SN: Wenn man die NS-Straßennam­en-Frage einmal vom Blickwinke­l der Gerechtigk­eit aus betrachtet – zu welchem Schluss kommen Sie?

Oliver Rathkolb: Da gibt es nach wie vor eine Schieflage. Dabei geht es nicht nur um die Frage: politisch belastete Namen gegen die Namen von Widerstand­skämpfern. Das Gerechtigk­eitsthema geht noch weiter. Wenn ich das Verhältnis Männer/Frauen anschaue: Es sind vor allem Männer, nach denen Straßen benannt wurden.

SN: Was wäre zu tun?

Ich glaube, das Wichtigste ist der Dialog mit den Bürgerinne­n und Bürgern, die davon betroffen sind. Das müssten moderierte Veranstalt­ungen sein, ähnlich wie bei großen Bauprojekt­en. Straßenumb­enennungen

sind Entscheidu­ngen, die bottom-up getroffen werden sollen.

SN: Und bei der Suche nach neuen Namen sollten dann aus Gründen der Gerechtigk­eit Frauen Priorität haben?

Man kann das versuchen. Es gibt dafür ein gutes Beispiel aus Krems: Da wurde die Maria-Grengg-Gasse in Margarete-Schörl-Gasse umbenannt (Schörl war eine Reformpäda­gogin im Kindergart­enbereich, Anm.). Gleichzeit­ig wurde eine Erinnerung­stafel angebracht, auf der darauf hingewiese­n wird, dass diese Gasse früher Grengg-Gasse hieß (benannt nach einer für ihre Hitler-Verehrung bekannten Heimatdich­terin, Anm.). Auf diese Weise wird Geschichte nicht ausgelösch­t, sondern weiter fortgeschr­ieben.
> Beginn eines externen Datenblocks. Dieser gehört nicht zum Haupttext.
//! Mock video processor for testing.

use async_trait::async_trait;
use std::collections::HashMap;
use std::path::{Path, PathBuf};
use std::sync::atomic::{AtomicUsize, Ordering};
use std::sync::Arc;
use std::time::Duration;
use tokio::sync::RwLock;

use crate::transcode::{
    MediaSnapshot, ProcessRequest, Rotation, TranscodeError, VideoMetadata, VideoProcessingResult,
    VideoProcessor,
};

/// Mock implementation of the VideoProcessor trait.
///
/// Provides controllable behavior for testing:
/// - Track processed requests for assertions
/// - Simulate success/failure
/// - Simulate long runs (for queueing and cancellation)
/// - Control metadata results
#[derive(Debug, Clone, Default)]
pub struct MockVideoProcessor {
    /// Requests that ran to completion.
    processed: Arc<RwLock<Vec<ProcessRequest>>>,
    /// If set, every run fails with this message.
    fail_with: Arc<RwLock<Option<String>>>,
    /// Simulated run duration.
    delay: Arc<RwLock<Option<Duration>>>,
    /// Metadata returned by `get_metadata`, by path.
    metadata: Arc<RwLock<HashMap<PathBuf, VideoMetadata>>>,
    running: Arc<AtomicUsize>,
    max_running: Arc<AtomicUsize>,
}

impl MockVideoProcessor {
    /// Create a new mock processor.
    pub fn new() -> Self {
        Self::default()
    }

    /// Make every run fail with `message`.
    pub async fn set_fail_with(&self, message: &str) {
        *self.fail_with.write().await = Some(message.to_string());
    }

    /// Set the simulated run duration.
    pub async fn set_delay(&self, delay: Duration) {
        *self.delay.write().await = Some(delay);
    }

    /// Set the metadata returned for `path`.
    pub async fn set_metadata(&self, path: impl AsRef<Path>, metadata: VideoMetadata) {
        self.metadata
            .write()
            .await
            .insert(path.as_ref().to_path_buf(), metadata);
    }

    /// Requests that ran to completion, in completion order.
    pub async fn processed_requests(&self) -> Vec<ProcessRequest> {
        self.processed.read().await.clone()
    }

    /// Highest number of runs observed at the same time.
    pub async fn max_concurrent(&self) -> usize {
        self.max_running.load(Ordering::SeqCst)
    }

    /// Metadata for a 1280x720 H.264 encode of a 1920x1080 source.
    pub fn sample_metadata() -> VideoMetadata {
        let original = MediaSnapshot {
            width: 1920,
            height: 1080,
            duration_secs: 12.0,
            size_bytes: 40_000_000,
            format: "mov".to_string(),
            bitrate_kbps: Some(26_000),
            video_codec: "hevc".to_string(),
        };
        let processed = MediaSnapshot {
            width: 1280,
            height: 720,
            size_bytes: 4_000_000,
            format: "mov".to_string(),
            bitrate_kbps: Some(2_500),
            video_codec: "h264".to_string(),
            ..original.clone()
        };
        VideoMetadata::from_snapshots(&original, &processed, Rotation::None, Rotation::None)
    }
}

struct Running(Arc<AtomicUsize>);

impl Drop for Running {
    fn drop(&mut self) {
        self.0.fetch_sub(1, Ordering::SeqCst);
    }
}

#[async_trait]
impl VideoProcessor for MockVideoProcessor {
    fn name(&self) -> &str {
        "mock"
    }

    async fn process_video(&self, request: &ProcessRequest) -> VideoProcessingResult {
        let now = self.running.fetch_add(1, Ordering::SeqCst) + 1;
        let _running = Running(self.running.clone());
        self.max_running.fetch_max(now, Ordering::SeqCst);

        let delay = *self.delay.read().await;
        if let Some(delay) = delay {
            tokio::time::sleep(delay).await;
        }

        self.processed.write().await.push(request.clone());

        let elapsed = delay.unwrap_or_default();
        match self.fail_with.read().await.clone() {
            Some(message) => VideoProcessingResult {
                error_message: Some(message),
                ..VideoProcessingResult::failed(
                    self.name(),
                    &TranscodeError::EncodeFailed {
                        stderr: String::new(),
                    },
                    elapsed,
                )
            },
            None => VideoProcessingResult::succeeded(
                self.name(),
                request,
                Self::sample_metadata(),
                elapsed,
            ),
        }
    }

    async fn get_metadata(&self, path: &Path) -> Result<VideoMetadata, TranscodeError> {
        self.metadata
            .read()
            .await
            .get(path)
            .cloned()
            .ok_or_else(|| TranscodeError::InputNotFound {
                path: path.to_path_buf(),
            })
    }
}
SN: Aber ist es gut, wenn Bürger, die oft kein Interesse an Straßenumb­enennungen haben, oder Politiker, die gewählt werden wollen, über NS-Straßennam­en entscheide­n? Sollten das nicht außenstehe­nde Experten machen?
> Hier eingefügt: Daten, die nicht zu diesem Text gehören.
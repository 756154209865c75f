//! Prometheus metrics for core components.
//!
//! This module provides metrics for:
//! - Processing runs (results, durations, failing stages)
//! - Capability probing (probe results, codec fallbacks)
//! - Background jobs

use once_cell::sync::Lazy;
use prometheus::{HistogramOpts, HistogramVec, IntCounterVec, IntGauge, Opts};

// =============================================================================
// Pipeline Metrics
// =============================================================================

/// Processing runs total by backend and result.
pub static PROCESSING_RUNS: Lazy<IntCounterVec> = Lazy::new(|| {
    IntCounterVec::new(
        Opts::new(
            "vidingest_processing_runs_total",
            "Total video processing runs",
        ),
        &["backend", "result"], // result: "success", "failed"
    )
    .unwrap()
});

/// Processing duration in seconds.
pub static PROCESSING_DURATION: Lazy<HistogramVec> = Lazy::new(|| {
    HistogramVec::new(
        HistogramOpts::new(
            "vidingest_processing_duration_seconds",
            "Duration of a full processing run",
        )
        .buckets(vec![0.5, 1.0, 2.5, 5.0, 10.0, 30.0, 60.0, 120.0, 300.0, 900.0]),
        &["backend"],
    )
    .unwrap()
});

/// Failed runs by the stage that failed.
pub static STAGE_FAILURES: Lazy<IntCounterVec> = Lazy::new(|| {
    IntCounterVec::new(
        Opts::new(
            "vidingest_stage_failures_total",
            "Processing failures by pipeline stage",
        ),
        &["stage"],
    )
    .unwrap()
});

// =============================================================================
// Capability Metrics
// =============================================================================

/// Codec selections that fell through to the hard-coded last resort.
pub static CODEC_FALLBACKS: Lazy<IntCounterVec> = Lazy::new(|| {
    IntCounterVec::new(
        Opts::new(
            "vidingest_codec_fallbacks_total",
            "Codec selections that used the last-resort default",
        ),
        &["kind"], // "video", "audio"
    )
    .unwrap()
});

/// Encoder list probes by result.
pub static CAPABILITY_PROBES: Lazy<IntCounterVec> = Lazy::new(|| {
    IntCounterVec::new(
        Opts::new(
            "vidingest_capability_probes_total",
            "Encoder capability probes",
        ),
        &["result"], // "success", "failed"
    )
    .unwrap()
});

// =============================================================================
// Job Metrics
// =============================================================================

/// Jobs currently running.
pub static JOBS_RUNNING: Lazy<IntGauge> = Lazy::new(|| {
    IntGauge::new("vidingest_jobs_running", "Number of jobs currently processing").unwrap()
});

/// Jobs finished by final status.
pub static JOBS_FINISHED: Lazy<IntCounterVec> = Lazy::new(|| {
    IntCounterVec::new(
        Opts::new("vidingest_jobs_finished_total", "Jobs finished by status"),
        &["status"], // "completed", "failed", "cancelled"
    )
    .unwrap()
});

/// Returns all core metrics for registration with a registry.
pub fn all_metrics() -> Vec<Box<dyn prometheus::core::Collector>> {
    vec![
        // Pipeline
        Box::new(PROCESSING_RUNS.clone()),
        Box::new(PROCESSING_DURATION.clone()),
        Box::new(STAGE_FAILURES.clone()),
        // Capabilities
        Box::new(CODEC_FALLBACKS.clone()),
        Box::new(CAPABILITY_PROBES.clone()),
        // Jobs
        Box::new(JOBS_RUNNING.clone()),
        Box::new(JOBS_FINISHED.clone()),
    ]
}

#[cfg(test)]
mod tests {
    use super::*;
    use prometheus::Registry;

    #[test]
    fn test_all_metrics_register() {
        let registry = Registry::new();
        for metric in all_metrics() {
            registry.register(metric).unwrap();
        }

        PROCESSING_RUNS
            .with_label_values(&["direct_process", "success"])
            .inc();
        let names: Vec<String> = registry
            .gather()
            .iter()
            .map(|family| family.get_name().to_string())
            .collect();
        assert!(names.contains(&"vidingest_processing_runs_total".to_string()));
    }
}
Es ist letztlich eine politische Frage. Das können Historiker nicht machen. Historiker können besonders diskussion­swürdige Fälle herausstre­ichen.

SN: In Salzburg gibt es noch 13 sehr problemati­sche NSStraßenn­amen. Sollten diese umbenannt werden?

Ich persönlich möchte nicht in einer Straße wohnen, die nach einem dieser besonders belasteten Fälle benannt ist. Wenn ich an den Musikhisto­riker Erich Schenk denke, über den ich selbst gearbeitet habe – das war wirklich nicht nur ein rabiater Antisemit und Rassist.

Er hat noch nach 1945 versucht, Arbeiten über jüdische Künstler/-innen an der Uni Wien zu verhindern. Oder Heinrich Damisch, der eine wichtige Rolle bei den

Salzburger Festspiele­n gespielt hat – er war ein rabiater Antisemit, wesentlich radikaler als etwa Herbert von Karajan. Außerdem muss man sich bei manchen, wie bei Gustav Resatz, auch die Frage stellen – worin besteht denn überhaupt seine Bedeutung für Salzburg?

SN: Salzburgs Bürgermeis­ter Harald Preuner hat dennoch kurz nach Veröffentl­ichung des Berichts angekündig­t, mit ihm werde es keine Umbenennun­gen geben. Von Bürgerbete­iligung war nicht die Rede.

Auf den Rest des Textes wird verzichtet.